Step 2 – Treat this as a business transaction
Once you have established that you are liable for the debt in question and know who you are going to be dealing with, you need to map out a course of action as you would in any business transaction. The reason being that from the perspective of whoever it is who has written to you, this is part of their day to day business and they want your part in their job to be settled as quickly as possible.
With that in mind, you need to decide what you are able to do to pay off the debt and this needs to be both practical and realistic. If you do not believe you are liable for the amount written in the letter, we will be looking at the best way to deal with this further down. But for now, let’s assume you agree that you do owe the money and want to pay it back as soon as you possibly can.
If the amount owed is able to be repaid without causing you financial hardship, simply contact the person who wrote to you and agree on a way to pay it. Once that is done, make a note of any references and confirmation emails and also get a record of the transaction via your bank as proof that it has been paid.
Should you not be in a position to pay it, you need to find a way to either delay its repayment or work out a payment plan you can afford. If the letter to you was written by a third party, this may not be as straightforward as it sounds as they have been employed to recover the full amount and that is what they have set out to do. With that in mind, keep all your correspondence in written letter form. This gives you a clear record and avoids intimidating tactics that may be used over the phone.
If you are comfortable initiating a repayment plan yourself, write to them offering what you can afford to pay and when.

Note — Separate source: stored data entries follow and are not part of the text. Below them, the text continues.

use std::fmt;

/// A derivative function `du/dt = f(t, u)` over states of fixed dimension.
///
/// Implementations must be pure: the same `(t, state)` always produces the
/// same derivative, and evaluation has no side effects. Solvers rely on this
/// to evaluate the field only at the points their method prescribes and to
/// run many problems concurrently without coordination.
pub trait VectorField {
    /// The number of state components this field expects and returns.
    fn dimension(&self) -> usize;

    /// Evaluates the derivative at time `t` and the given state.
    ///
    /// Callers pass a state of length [`dimension`](Self::dimension). The
    /// returned vector should have the same length; solvers treat any other
    /// length as an error.
    fn derivative(&self, t: f64, state: &[f64]) -> Vec<f64>;
}

impl<T: VectorField + ?Sized> VectorField for &T {
    fn dimension(&self) -> usize {
        (**self).dimension()
    }

    fn derivative(&self, t: f64, state: &[f64]) -> Vec<f64> {
        (**self).derivative(t, state)
    }
}

/// A [`VectorField`] backed by a closure.
///
/// Closures cannot report the dimension they expect, so it is declared up
/// front and checked by the solver on every evaluation.
///
/// ```
/// use stepwise_core::{FnField, VectorField};
///
/// // Exponential decay: du/dt = -u
/// let decay = FnField::new(1, |_t, u: &[f64]| vec![-u[0]]);
/// assert_eq!(decay.dimension(), 1);
/// assert_eq!(decay.derivative(0.0, &[2.0]), vec![-2.0]);
/// ```
#[derive(Clone, Copy)]
pub struct FnField<F> {
    dimension: usize,
    f: F,
}

impl<F> FnField<F>
where
    F: Fn(f64, &[f64]) -> Vec<f64>,
{
    /// Wraps `f` as a field over states with `dimension` components.
    pub fn new(dimension: usize, f: F) -> Self {
        Self { dimension, f }
    }
}

impl<F> VectorField for FnField<F>
where
    F: Fn(f64, &[f64]) -> Vec<f64>,
{
    fn dimension(&self) -> usize {
        self.dimension
    }

    fn derivative(&self, t: f64, state: &[f64]) -> Vec<f64> {
        (self.f)(t, state)
    }
}

impl<F> fmt::Debug for FnField<F> {
    fn fmt(&self, f: &mut fmt::Formatter<'_>) -> fmt::Result {
        f.debug_struct("FnField")
            .field("dimension", &self.dimension)
            .finish_non_exhaustive()
    }
}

This should be backed up with a realistic breakdown of your current financial status in terms of income and expenditure. Provided you have given a true account of your circumstances, you may find the party concerned agree to your offer and then all you need do is make sure you stick to that agreement.
Step 3 (optional) – How to deal with debts you cannot pay
There will be times for some of you reading this when you are in such dire straights that any kind of repayment is impossible. At this point, you may find it beneficial to bring in an authorised third party to help your case. Some may simply offer you advice and help you with your financial statement. Others may go further and take your case over to negotiate repayments based on your circumstances.
Here are two of the most recognised debt advice centres where you can ask for help:
But there is a more complete list on this page at the Growing Power site. Do be cautious of companies who offer you debt management schemes. Some are fine, but there are others who charge fees to take your situation on-board and that obviously simply adds to your problems. As a rule, avoid dealing with anyone who asks you to pay for their help. The two organisations listed above are completely free of charge and are run by experts with a lot of experience in these matters.
Step 4 (optional) – What if you do not acknowledge the debt
If you do not recognise the debt as yours, or dispute the amount owed, you should write and ask for the debt to be verified. Request a copy of the original credit or loan agreement and an account of all previous transactions that relate to it.
Make sure you file a copy of your letter away somewhere safe for future reference, as no further recovery action should be taken until it has been proved that the debt itself is indeed yours.
A final word
All in all, debt is something that needs to be dealt with but should not ruin your life. Take the steps outlined here and you can resolve yours with a minimum of worry.